Children who were breastfed outscored their formula-fed classmates.

ByABC News
December 17, 2010, 12:25 PM

Dec. 20, 2010— -- From flashcards to DVDs, the list of products touted as baby brain boosters is ever-growing. But new research that suggests breastfeeding can significantly improve academic achievement later in life is offering food for thought on the impact of neonatal nutrition.

The benefits of breastfeeding for newborns and new moms alike are many. According to the American Academy of Pediatrics, breast milk is loaded with nutrients that help babies grow and antibodies that stave off infections. Breastfeeding is also thought to protect against chronic diseases such as diabetes (type 1 and 2), obesity and asthma and may even ward off certain cancers such as leukemia.

Breastfeeding moms also tend to recover from their deliveries faster, shed their pregnancy weight sooner and have a decreased risk of breast and ovarian cancer.

Because of the perks for moms and tots, the World Health Organization recommends breastfeeding exclusively for the first six months of life, and continuing to age two or beyond with appropriate complementary foods.

But can breastfeeding actually make babies smarter?

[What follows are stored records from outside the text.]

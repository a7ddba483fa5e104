use std::io;
use std::path::{Path, PathBuf};

use thiserror::Error;

use super::Config;

#[derive(Debug, Error)]
pub enum ConfigError {
    #[error("{}: {source}", path.display())]
    Read { path: PathBuf, source: io::Error },
    #[error("{}: {source}", path.display())]
    Parse {
        path: PathBuf,
        source: toml::de::Error,
    },
    #[error("could not determine the config directory")]
    NoConfigDir,
}

/// Returns the config directory: `~/.config/glasspane/`.
pub fn config_dir() -> Option<PathBuf> {
    dirs::home_dir().map(|h| h.join(".config").join("glasspane"))
}

/// Returns the config file path: `~/.config/glasspane/config.toml`.
pub fn config_path() -> Option<PathBuf> {
    config_dir().map(|d| d.join("config.toml"))
}

/// Reads and validates the config at `path`.
pub fn try_load_from(path: &Path) -> Result<Config, ConfigError> {
    let content = std::fs::read_to_string(path).map_err(|source| ConfigError::Read {
        path: path.to_path_buf(),
        source,
    })?;
    let mut config: Config = toml::from_str(&content).map_err(|source| ConfigError::Parse {
        path: path.to_path_buf(),
        source,
    })?;
    config.validate();
    Ok(config)
}

/// Loads the config from `path`, or from [`config_path`] when `None`.
///
/// A missing file silently yields defaults. Any other failure is printed
/// as a warning and also yields defaults, so a broken config never stops
/// the overlay from starting.
pub fn load_from(path: Option<&Path>) -> Config {
    let result = match path {
        Some(p) => try_load_from(p),
        None => config_path()
            .ok_or(ConfigError::NoConfigDir)
            .and_then(|p| try_load_from(&p)),
    };

    match result {
        Ok(config) => config,
        Err(ConfigError::Read { source, .. }) if source.kind() == io::ErrorKind::NotFound => {
            Config::default()
        }
        Err(e) => {
            eprintln!("Warning: {e}");
            Config::default()
        }
    }
}
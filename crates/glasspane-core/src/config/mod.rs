pub mod hotkey;
mod loader;

use serde::{Deserialize, Serialize};

use crate::log::LogConfig;
use crate::rect::{MinSize, Rect};
use crate::router::RouterOptions;

pub use hotkey::{Hotkey, HotkeyAction, Modifier};
pub use loader::{ConfigError, config_dir, config_path, load_from, try_load_from};

/// Top-level configuration for Glasspane.
///
/// Loaded from `~/.config/glasspane/config.toml`. Missing sections fall
/// back to defaults thanks to `#[serde(default)]`.
#[derive(Debug, Clone, PartialEq, Serialize, Deserialize)]
#[serde(default)]
pub struct Config {
    /// Window size and initial appearance.
    pub overlay: OverlayConfig,
    /// Pointer gesture tuning.
    pub pointer: RouterOptions,
    pub log: LogConfig,
    /// Global hotkeys. Any entry in the file replaces the whole default set.
    pub hotkey: Vec<Hotkey>,
}

impl Default for Config {
    fn default() -> Self {
        Self {
            overlay: OverlayConfig::default(),
            pointer: RouterOptions::default(),
            log: LogConfig::default(),
            hotkey: hotkey::defaults(),
        }
    }
}

/// The `[overlay]` table.
#[derive(Debug, Clone, PartialEq, Serialize, Deserialize)]
#[serde(default)]
pub struct OverlayConfig {
    /// Initial window width in pixels.
    pub width: i32,
    /// Initial window height in pixels.
    pub height: i32,
    pub min_width: i32,
    pub min_height: i32,
    /// Initial opacity in `[0.0, 1.0]`.
    pub opacity: f64,
    /// Initial content zoom factor.
    pub zoom: f64,
}

impl Default for OverlayConfig {
    fn default() -> Self {
        let min = MinSize::default();
        Self {
            width: 800,
            height: 600,
            min_width: min.width,
            min_height: min.height,
            opacity: 1.0,
            zoom: 1.0,
        }
    }
}

impl OverlayConfig {
    pub fn min_size(&self) -> MinSize {
        MinSize {
            width: self.min_width,
            height: self.min_height,
        }
    }

    /// A rectangle of the configured size with its top-left at `(x, y)`.
    pub fn initial_rect(&self, x: i32, y: i32) -> Rect {
        Rect::from_origin_size(x, y, self.width, self.height)
    }
}

const MAX_EXTENT: i32 = 16_384;

impl Config {
    /// Clamps values to ranges the overlay can actually use.
    ///
    /// Sizes are kept positive and at least the minimum, opacity stays in
    /// `[0.0, 1.0]`, zoom in `[0.25, 5.0]`, and the edge margin in `0..=64`.
    pub fn validate(&mut self) {
        let o = &mut self.overlay;
        o.min_width = o.min_width.clamp(1, MAX_EXTENT);
        o.min_height = o.min_height.clamp(1, MAX_EXTENT);
        o.width = o.width.clamp(o.min_width, MAX_EXTENT);
        o.height = o.height.clamp(o.min_height, MAX_EXTENT);
        o.opacity = if o.opacity.is_nan() { 1.0 } else { o.opacity.clamp(0.0, 1.0) };
        o.zoom = if o.zoom.is_finite() { o.zoom.clamp(0.25, 5.0) } else { 1.0 };

        self.pointer.edge_margin = self.pointer.edge_margin.clamp(0, 64);
    }
}

#[cfg(test)]
mod tests;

According to the results of an Australian study published in Pediatrics, children who were breastfed for six months or more outscored their formula-fed classmates in tests of reading, writing and math at age 10. However, the benefits were gender-specific, with only boys achieving significantly higher test scores for reasons that remain unclear.

"Our results suggest that breastfeeding duration is independently associated with better educational outcomes in middle childhood, especially for boys," reported Wendy H. Oddy, associate professor at the Telethon Institute for Child Health Research and University of Western Australia, and colleagues.

Several studies have previously linked breastfeeding to later intelligence. But how breastfeeding confers its brainy benefits remains unclear. Researchers suspect that components of breast milk that may be missing from formula, such as the omega-3 fatty acid docosahexaenoic acid (DHA) and the long-chain polyunsaturated fatty acid arachidonic acid (ARA), are essential for optimal brain growth.